- [Task statement]
Across all the lines of the following material, count those that include the word "spawn" and give only the result.

- [Dataset records]
impl SimulatedHcs {
    /// Create a simulated host with its own delivery thread.
    pub fn new() -> Self {
        let state = Arc::new(SimState {
            next_id: AtomicU64::new(0x1000),
            next_pid: AtomicU32::new(100),
            ..SimState::default()
        });
        let (tx, rx) = mpsc::channel::<Delivery>();

        let worker_state = Arc::clone(&state);
        thread::Builder::new()
            .name("hcs-sim-notify".to_string())
            .spawn(move || {
                for delivery in rx {
                    worker_state.deliver_now(delivery);
                }
            })
            .map_err(|e| tracing::error!(error = %e, "Failed to spawn notification thread"))
            .ok();

        Self {
            state,
            deliveries: Mutex::new(tx),
        }
    }

    pub fn new_shared() -> Arc<Self> {
        Arc::new(Self::new())
    }

    // =========================================================================
    // Scripting
    // =========================================================================

    /// Register the behaviour of processes created with `command_line`.
    /// Unscripted commands exit immediately with code 0.
    pub fn script(&self, command_line: impl Into<String>, script: ProcessScript) {
        self.state.scripts.insert(command_line.into(), script);
    }

    /// Stop delivering the completion notification of `op`. The request
    /// still reports pending.
    pub fn hold(&self, op: SimOp) {
        self.state.held.insert(op, ());
    }

    pub fn release(&self, op: SimOp) {
        self.state.held.remove(&op);
    }

    /// Make the next `op` request fail synchronously with `code`.
    pub fn fail_next(&self, op: SimOp, code: ResultCode, detail: Option<&str>) {
        self.state
            .failures
            .insert(op, HcsError::new(code, detail.map(str::to_string)));
    }

    /// Make the next `op` request accept, then report failure `code` in its
    /// completion notification.
    pub fn fail_completion(&self, op: SimOp, code: ResultCode, detail: Option<&str>) {
        self.state
            .completion_failures
            .insert(op, HcsError::new(code, detail.map(str::to_string)));
    }

    // =========================================================================
    // Injection
    // =========================================================================

    /// Deliver an arbitrary notification for `target`.
    pub fn notify(
        &self,
        target: Handle,
        kind: NotificationKind,
        status: ResultCode,
        data: Option<String>,
    ) {
        self.enqueue(Delivery {
            target,
            kind,
            status,
            data,
        });
    }

    /// The system exits on its own; every open handle is notified.
    pub fn exit_system(&self, id: &ContainerId) {
        if let Some(mut system) = self.state.systems.get_mut(id) {
            system.status = SystemStatus::Stopped;
        }
        self.notify_system(id, NotificationKind::SystemExited, ResultCode::SUCCESS);
    }

    /// Deliver a service disconnect to every handle of system `id`.
    pub fn disconnect_system(&self, id: &ContainerId) {
        self.notify_system(id, NotificationKind::ServiceDisconnected, ResultCode::SUCCESS);
    }

    /// Deliver `kind` to every handle of system `id`.
    pub fn notify_system(&self, id: &ContainerId, kind: NotificationKind, status: ResultCode) {
        for handle in self.handles_of(id) {
            self.notify(handle, kind, status, None);
        }
    }

    /// The process exits on its own with `exit_code`.
    pub fn exit_process(&self, pid: ProcessId, exit_code: u32) {
        self.finish_process(pid.value(), exit_code);
    }

    /// Deliver a service disconnect to the process handle of `pid`.
    pub fn disconnect_process(&self, pid: ProcessId) {
        if let Some(handle) = self.process_handle(pid) {
            self.notify(handle, NotificationKind::ServiceDisconnected, ResultCode::SUCCESS, None);
        }
    }

    // =========================================================================
    // Inspection
    // =========================================================================

    /// Number of `op` requests received so far.
    pub fn calls(&self, op: SimOp) -> usize {
        self.state.calls.get(&op).map(|c| *c).unwrap_or(0)
    }

    pub fn exists(&self, id: &ContainerId) -> bool {
        self.state.systems.contains_key(id)
    }

    pub fn is_running(&self, id: &ContainerId) -> bool {
        self.state
            .systems
            .get(id)
            .is_some_and(|s| s.status == SystemStatus::Running)
    }

    /// Handles (system and process) not yet closed.
    pub fn open_handles(&self) -> usize {
        self.state.system_handles.len() + self.state.processes.len()
    }

    /// Callbacks currently registered.
    pub fn subscriptions(&self) -> usize {
        self.state.callbacks.len()
    }

    /// Parameters a process was created with.
    pub fn process_parameters(&self, pid: ProcessId) -> Option<ProcessParameters> {
        self.state
            .processes
            .iter()
            .find(|p| p.pid == pid.value())
            .map(|p| p.parameters.clone())
    }

    /// The configuration document a system was created with.
    pub fn system_config(&self, id: &ContainerId) -> Option<ContainerConfig> {
        self.state.systems.get(id).map(|s| s.config.clone())
    }

    // =========================================================================
    // Internals
    // =========================================================================

    fn record(&self, op: SimOp) -> Result<(), HcsError> {
        *self.state.calls.entry(op).or_insert(0) += 1;
        match self.state.failures.remove(&op) {
            Some((_, err)) => Err(err),
            None => Ok(()),
        }
    }

    fn next_handle(&self) -> Handle {
        let raw = self.state.next_id.fetch_add(1, Ordering::Relaxed);
        Handle::new(raw).unwrap_or_else(|| self.next_handle())
    }

    /// Queue `delivery` for its subscriber, or backlog it until one registers.
    ///
    /// The backlog entry for the target is held across the subscriber check,
    /// and `register_callback` subscribes under the same entry, so nothing
    /// can be backlogged after the backlog was flushed.
    fn enqueue(&self, delivery: Delivery) {
        let entry = self.state.backlog.entry(delivery.target);
        if !self.state.subscribers.contains_key(&delivery.target) {
            entry.or_default().push(delivery);
            return;
        }
        drop(entry);
        if let Err(delivery) = self.post(delivery) {
            self.state.deliver_now(delivery);
        }
    }

    /// Hand `delivery` to the delivery thread; gives it back if that thread is gone.
    fn post(&self, delivery: Delivery) -> Result<(), Delivery> {
        let tx = self.deliveries.lock().unwrap_or_else(PoisonError::into_inner);
        tx.send(delivery).map_err(|mpsc::SendError(delivery)| delivery)
    }

    /// Deliver the completion notification of a pending `op`, unless held.
    fn complete(&self, op: SimOp, target: Handle, kind: NotificationKind) {
        if self.state.held.contains_key(&op) {
            return;
        }
        let (status, data) = match self.state.completion_failures.remove(&op) {
            Some((_, err)) => (err.code, err.detail),
            None => (ResultCode::SUCCESS, None),
        };
        self.notify(target, kind, status, data);
    }

    fn handles_of(&self, id: &ContainerId) -> Vec<Handle> {
        self.state
            .system_handles
            .iter()
            .filter(|entry| entry.value() == id)
            .map(|entry| *entry.key())
            .collect()
    }

    fn system_of(&self, handle: Handle) -> Result<ContainerId, HcsError> {
        self.state
            .system_handles
            .get(&handle)
            .map(|id| id.clone())
            .ok_or_else(|| HcsError::new(E_HANDLE, Some(format!("unknown system handle {handle}"))))
    }

    fn system_status(&self, id: &ContainerId) -> Result<SystemStatus, HcsError> {
        self.state
            .systems
            .get(id)
            .map(|s| s.status)
            .ok_or_else(|| HcsError::new(ResultCode::SYSTEM_NOT_FOUND, Some(id.to_string())))
    }

    fn set_status(&self, id: &ContainerId, status: SystemStatus) {
        if let Some(mut system) = self.state.systems.get_mut(id) {
            system.status = status;
        }
    }

    fn process_handle(&self, pid: ProcessId) -> Option<Handle> {
        self.state
            .processes
            .iter()
            .find(|p| p.pid == pid.value())
            .map(|p| *p.key())
    }

    /// Mark every handle of process `pid` exited and notify each of them.
    fn finish_process(&self, pid: u32, exit_code: u32) {
        let mut handles = Vec::new();
        for mut process in self.state.processes.iter_mut() {
            if process.pid == pid && !process.exited {
                process.exited = true;
                handles.push(*process.key());
            }
        }

        let status = ProcessStatus {
            process_id: pid,
            exited: true,
            exit_code,
            last_wait_result: 0,
        };
        let data = serde_json::to_string(&status).ok();
        for handle in handles {
            self.notify(
                handle,
                NotificationKind::ProcessExited,
                ResultCode::SUCCESS,
                data.clone(),
            );
        }
    }

    /// Stop a system in response to a shutdown or terminate request.
    fn stop(&self, op: SimOp, system: Handle) -> Result<CallOutcome, HcsError> {
        self.record(op)?;
        let id = self.system_of(system)?;
        if self.system_status(&id)? == SystemStatus::Stopped {
            return Ok(CallOutcome::AlreadyStopped);
        }
        if !self.state.held.contains_key(&op) {
            self.exit_system(&id);
        }
        Ok(CallOutcome::Pending)
    }
}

- [Response for this exercise]
2